P(A|B)∝P(B|A)·P(A). Equation (4)

Bayes' theorem may be used to update a PD of a velocity value within a seismic velocity model to shift the degree of belief of the velocity value closer to the true degree of belief, iteratively. New evidence B is available for each iteration and the posterior P(A|B) (404) of the previous iteration k−1 becomes the prior P (A) (402) for the current iteration k such that:

P(A_k|B_k)∝P(B_k|A_k)·P(A_k-1|B_k-1). Equation (5)

This idea is known as Bayesian inference. Specifically, Bayesian inference is a method of statistical inference in which Bayes' theorem is used to update assumption A.

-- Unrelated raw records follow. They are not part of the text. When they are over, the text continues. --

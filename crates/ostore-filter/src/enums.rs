//! Closed enumerations used by relationship filters and records.
//!
//! All of these parse case-insensitively; serialized labels are the
//! lowercase canonical form.

use std::fmt;
use std::str::FromStr;

use serde::{Deserialize, Serialize};

/// Reserved name of the only relationship in the folder category.
pub const FOLDER_CONTENT_NAME: &str = "FolderContent";

/// Category a relationship configuration belongs to.
#[derive(Debug, Clone, Copy, PartialEq, Eq, Hash, Serialize, Deserialize)]
pub enum RelationshipCategory {
    ActiveAssembly,
    NewCopy,
    Promotable,
    Translation,
    Folder,
    Widget,
}

impl RelationshipCategory {
    pub fn as_str(&self) -> &'static str {
        match self {
            RelationshipCategory::ActiveAssembly => "activeassembly",
            RelationshipCategory::NewCopy => "newcopy",
            RelationshipCategory::Promotable => "promotable",
            RelationshipCategory::Translation => "translation",
            RelationshipCategory::Folder => "folder",
            RelationshipCategory::Widget => "widget",
        }
    }
}

impl fmt::Display for RelationshipCategory {
    fn fmt(&self, f: &mut fmt::Formatter<'_>) -> fmt::Result {
        f.write_str(self.as_str())
    }
}

impl FromStr for RelationshipCategory {
    type Err = String;

    fn from_str(s: &str) -> Result<Self, Self::Err> {
        match s.trim().to_ascii_lowercase().as_str() {
            "activeassembly" => Ok(RelationshipCategory::ActiveAssembly),
            "newcopy" => Ok(RelationshipCategory::NewCopy),
            "promotable" => Ok(RelationshipCategory::Promotable),
            "translation" => Ok(RelationshipCategory::Translation),
            "folder" => Ok(RelationshipCategory::Folder),
            "widget" => Ok(RelationshipCategory::Widget),
            other => Err(format!("unknown relationship category: {other}")),
        }
    }
}

/// The two relationship-type buckets: shipped system configurations and
/// user-defined ones.
#[derive(Debug, Clone, Copy, PartialEq, Eq, Hash, Serialize, Deserialize)]
pub enum RelationshipKind {
    System,
    User,
}

impl RelationshipKind {
    pub fn as_str(&self) -> &'static str {
        match self {
            RelationshipKind::System => "system",
            RelationshipKind::User => "user",
        }
    }
}

impl fmt::Display for RelationshipKind {
    fn fmt(&self, f: &mut fmt::Formatter<'_>) -> fmt::Result {
        f.write_str(self.as_str())
    }
}

impl FromStr for RelationshipKind {
    type Err = String;

    fn from_str(s: &str) -> Result<Self, Self::Err> {
        match s.trim().to_ascii_lowercase().as_str() {
            "system" => Ok(RelationshipKind::System),
            "user" => Ok(RelationshipKind::User),
            other => Err(format!("unknown relationship kind: {other}")),
        }
    }
}

/// What kind of object an endpoint refers to.
#[derive(Debug, Clone, Copy, PartialEq, Eq, Hash, Serialize, Deserialize)]
pub enum ObjectType {
    Item,
    Folder,
}

impl ObjectType {
    pub fn as_str(&self) -> &'static str {
        match self {
            ObjectType::Item => "item",
            ObjectType::Folder => "folder",
        }
    }

    /// Numeric code used by the backing store.
    pub fn code(&self) -> u8 {
        match self {
            ObjectType::Item => 1,
            ObjectType::Folder => 2,
        }
    }
}

impl fmt::Display for ObjectType {
    fn fmt(&self, f: &mut fmt::Formatter<'_>) -> fmt::Result {
        f.write_str(self.as_str())
    }
}

impl FromStr for ObjectType {
    type Err = String;

    fn from_str(s: &str) -> Result<Self, Self::Err> {
        match s.trim().to_ascii_lowercase().as_str() {
            "item" | "1" => Ok(ObjectType::Item),
            "folder" | "2" => Ok(ObjectType::Folder),
            other => Err(format!("unknown object type: {other}")),
        }
    }
}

While Bayesian inference may be directly applied to update the PD of a velocity value, probability distribution sampling methods may also be implemented. One reason to implement probability distribution sampling methods is to reduce computational cost. A stochastic process, which may be considered a machine-learned model, is a collection of random variables (RVs) indexed by a mathematical set, where each RV is uniquely associated with an element in the set. In general, an RV is a mathematical object, which may comprise a function, or a rule set which maps an event to a numeric value. Different events and their associated numeric values may be observed with different frequencies. As such, an RV often further comprises a PD representing the relative probabilities of observing an event. A stochastic process may be further defined depending on the properties and inter-relationships between the RVs. For example, if a finite collection of RVs may be jointly represented as a multi-variate Gaussian, the stochastic process is called a Gaussian process.

Each random variable in a stochastic process is associated with a spatial location, temporal location, or both a spatial and temporal location. As such, a stochastic process may be considered a collection of PDs, where each PD has a known location in space, time, or both space and time. For example, consider a 1-dimensional spatial system with an “x-axis”; that is, a spatial location is specified with an x-value. Without loss of generality, x₁, x₂, x₃, . . . , x_nmay represent various locations along the x-axis. A stochastic process may define an RV (and associated PD), at each location x₁, x₂, x₃, . . . , x_n. The RVs encompassed by a stochastic process may be covariant.

One with ordinary skill in the art will appreciate that there are various ways to interpret and understand a stochastic process. One perspective is to consider a stochastic process as defining a PD over a space of functions (a “function space”). Like the Bayesian framework previously described, a stochastic process possesses the concept of a prior. The prior of a stochastic process defines a PD over the function space before observing any data. Once data has been observed (e.g., training data), a stochastic process is “conditioned” such that the PD over function space is congruent with the observed data. This conditioned PD over function space could be considered a posterior, and because the posterior of a stochastic process is a PD over a function space, sampling the PD returns a function. Functions sampled from the posterior of a stochastic process will satisfy any constraints imposed by the observed data. In order to specify a PD over the function space, additional information must be provided to a stochastic process.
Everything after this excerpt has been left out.